TechRepublic contributing writer Derek Schauland reviewed Disk Drill in 2011, and since then new file recovery enhancements simplify the process more than ever. The programs have become more user friendly, complete scans quickly, and possess surprising capacity to recover long-list files, even on media repeatedly overwritten or frequently reformatted for use between different operating systems.

Putting Disk Drill to the test

Upon loading Disk Drill, the application offers to enable data protection on the main drive, monitor disks for SMART hardware issues, and review and manage disk scanning results. These options are likely best for inexperienced users who wish to maximize data protection. There’s also an option to view an updated product tour.

Having previous experience using other data recovery tools, I chose the Run Disk Drill in portable mode, which skips the installation options and enables proceeding straight to data recovery, bypassing the application’s data protection features.

To begin recovering files, I opened Disk Drill Pro, selected the disk (my choices were the Macintosh HD Logical Volume and an external thumb drive connected to my MacBook Air). A blue Recover combination button/drop down menu offers the ability to run all recovery methods, perform a deep scan, search for universal partitions, or scan for lost HFS partitions. I chose to run all recovery options on the external disk. The program immediately began searching for lost partitions and scanning for HFS partitions and then proceeded to performing a deep scan.

Following scan completion, I selected the mount found items as disk button. Via a resulting pop-up window, the application noted it needed to install Fuse to enable Fuse for OS X to mount virtual drives within Mac OS X, which simplifies searching recovered files by displaying recovered items within the familiar Finder window. In subsequent scans, once Fuse is installed, you can also click the Show In Finder button located on the bottom of the Disk Drill application window to open Finder and view the files Disk Drill recovered.
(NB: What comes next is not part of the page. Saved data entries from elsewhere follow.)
//! 标签分类：把原始标签字符串划分到互斥的分组中
//!
//! 分类只看静态关键字表，大小写不敏感；不在任何表中的标签一律归入 `Other`。
//! 同一关键字出现在多张表里时，按 语言 > 框架 > 难度 > 分类 的顺序取第一个。

use once_cell::sync::Lazy;
use serde::{Deserialize, Serialize};
use std::collections::{BTreeMap, HashMap};

/// 标签分组
#[derive(Serialize, Deserialize, Clone, Copy, Debug, PartialEq, Eq, PartialOrd, Ord, Hash)]
#[serde(rename_all = "lowercase")]
pub enum TagGroup {
    Language,
    Framework,
    Difficulty,
    Category,
    Other,
}

/// 分类关键字表 - 每个内容集合可以自行声明
#[derive(Serialize, Deserialize, Clone, Debug, Default, PartialEq, Eq)]
#[serde(default)]
pub struct TaxonomyTables {
    pub languages: Vec<String>,
    pub frameworks: Vec<String>,
    pub difficulties: Vec<String>,
    pub categories: Vec<String>,
}

const LANGUAGES: &[&str] = &[
    "rust", "python", "javascript", "typescript", "go", "golang", "java", "kotlin",
    "swift", "dart", "c", "c++", "cpp", "c#", "csharp", "ruby", "php", "scala",
    "haskell", "elixir", "lua", "sql", "html", "css", "bash", "shell", "zig",
];

const FRAMEWORKS: &[&str] = &[
    "react", "vue", "svelte", "angular", "solid", "astro", "next.js", "nextjs",
    "nuxt", "django", "flask", "fastapi", "spring", "express", "rails", "laravel",
    "flutter", "jetpack compose", "swiftui", "tokio", "actix", "axum", "tailwind",
    "node.js", "nodejs", "deno", "pytorch", "tensorflow",
];

const DIFFICULTIES: &[&str] = &[
    "beginner", "intermediate", "advanced", "easy", "medium", "hard", "expert",
];

const CATEGORIES: &[&str] = &[
    "tutorial", "guide", "project", "opinion", "review", "news", "career",
    "devops", "web", "mobile", "backend", "frontend", "tooling",
];

fn owned(words: &[&str]) -> Vec<String> {
    words.iter().map(|w| w.to_string()).collect()
}

/// 内置关键字表
pub static DEFAULT_TABLES: Lazy<TaxonomyTables> = Lazy::new(|| TaxonomyTables {
    languages: owned(LANGUAGES),
    frameworks: owned(FRAMEWORKS),
    difficulties: owned(DIFFICULTIES),
    categories: owned(CATEGORIES),
});

/// 小写标签 -> 分组 的查找表，构建后只读
#[derive(Clone, Debug)]
pub struct TagTaxonomy {
    lookup: HashMap<String, TagGroup>,
}

impl TagTaxonomy {
    pub fn new(tables: &TaxonomyTables) -> Self {
        let mut lookup = HashMap::new();
        // 优先级低的先写入，由高优先级覆盖
        let ordered = [
            (&tables.categories, TagGroup::Category),
            (&tables.difficulties, TagGroup::Difficulty),
            (&tables.frameworks, TagGroup::Framework),
            (&tables.languages, TagGroup::Language),
        ];
        for (words, group) in ordered {
            for word in words {
                lookup.insert(word.trim().to_lowercase(), group);
            }
        }
        Self { lookup }
    }

    /// 单个标签的分组
    pub fn classify(&self, tag: &str) -> TagGroup {
        self.lookup
            .get(tag.trim().to_lowercase().as_str())
            .copied()
            .unwrap_or(TagGroup::Other)
    }

    /// 对一组标签分区
    ///
    /// 大小写不同的同名标签合并，保留第一次出现的写法用于展示。
    pub fn partition<'a, I>(&self, tags: I) -> TagPartition
    where
        I: IntoIterator<Item = &'a str>,
    {
        let mut partition = TagPartition::default();
        for tag in tags {
            let trimmed = tag.trim();
            if trimmed.is_empty() {
                continue;
            }
            let key = trimmed.to_lowercase();
            let group = self.classify(&key);
            partition
                .groups
                .entry(group)
                .or_default()
                .entry(key)
                .or_insert_with(|| trimmed.to_string());
        }
        partition
    }
}

impl Default for TagTaxonomy {
    fn default() -> Self {
        Self::new(&DEFAULT_TABLES)
    }
}

/// 标签分区结果：分组 -> (小写标签 -> 展示用标签)
#[derive(Serialize, Deserialize, Clone, Debug, Default, PartialEq, Eq)]
pub struct TagPartition {
    pub groups: BTreeMap<TagGroup, BTreeMap<String, String>>,
}

impl TagPartition {
    /// 某个分组下的展示用标签，按小写字母序
    pub fn display_tags(&self, group: TagGroup) -> Vec<&str> {
        self.groups
            .get(&group)
            .map(|tags| tags.values().map(String::as_str).collect())
            .unwrap_or_default()
    }
}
Following many reads and writes and even OS X “erasures” and several reformats, Disk Drill continued recovering 10.3 GB of files. Although many of the names of recovered files are changed — a family movie clip containing the names of my family members in the filename was changed to, for example — Disk Drill collects files by type (documents, pictures, video, archives, audio, etc.) within the recovery window.

I conducted several tests storing and purposefully deleting common file types, small and large, on a drive; Disk Drill consistently recovered the files after they were deleted. Whether I was intentionally trying to lose videos, images, documents, and even applications, Disk Drill recovered the items.

Increasing the challenge, I began adding and deleting additional data to the drive. As additional files are stored to a drive, the odds of a previously stored files’ contents being overwritten increase. Still, I suffered no file loss; Disk Drill continued recovering lost files.

Upping the ante, I reformatted the drive for use in Windows. Following Windows operation, I again reformatted the drive, erasing its contents, for use in OS X. The developments didn’t slow Disk Drill, which continued to recover lost files and lost partitions dating back years. The applications’ deep scans required less than nine minutes to complete scanning a 16 GB drive.

Of course, experiences writing, storing, deleting, and overwriting data vary. In the tests I conducted, the program recovered files long deleted and forgotten.

Free and premium versions

The free version of Disk Drill offers its Recovery Vault, Recovery Vault protection, recovery of protected data, the ability to back up failing disks to DMG files, and a preview of all recovery methods.

The $89 paid Pro version adds the quick and deep scan features, the ability to rebuild HFS+ catalogs, lost partition search, and more for up to three Macs.

An Enterprise version, which adds commercial data recovery licensing and support, as well as forensic data export, is available for $399.

Lifetime upgrades, meanwhile, are $29 for Pro users and free for Enterprise customers.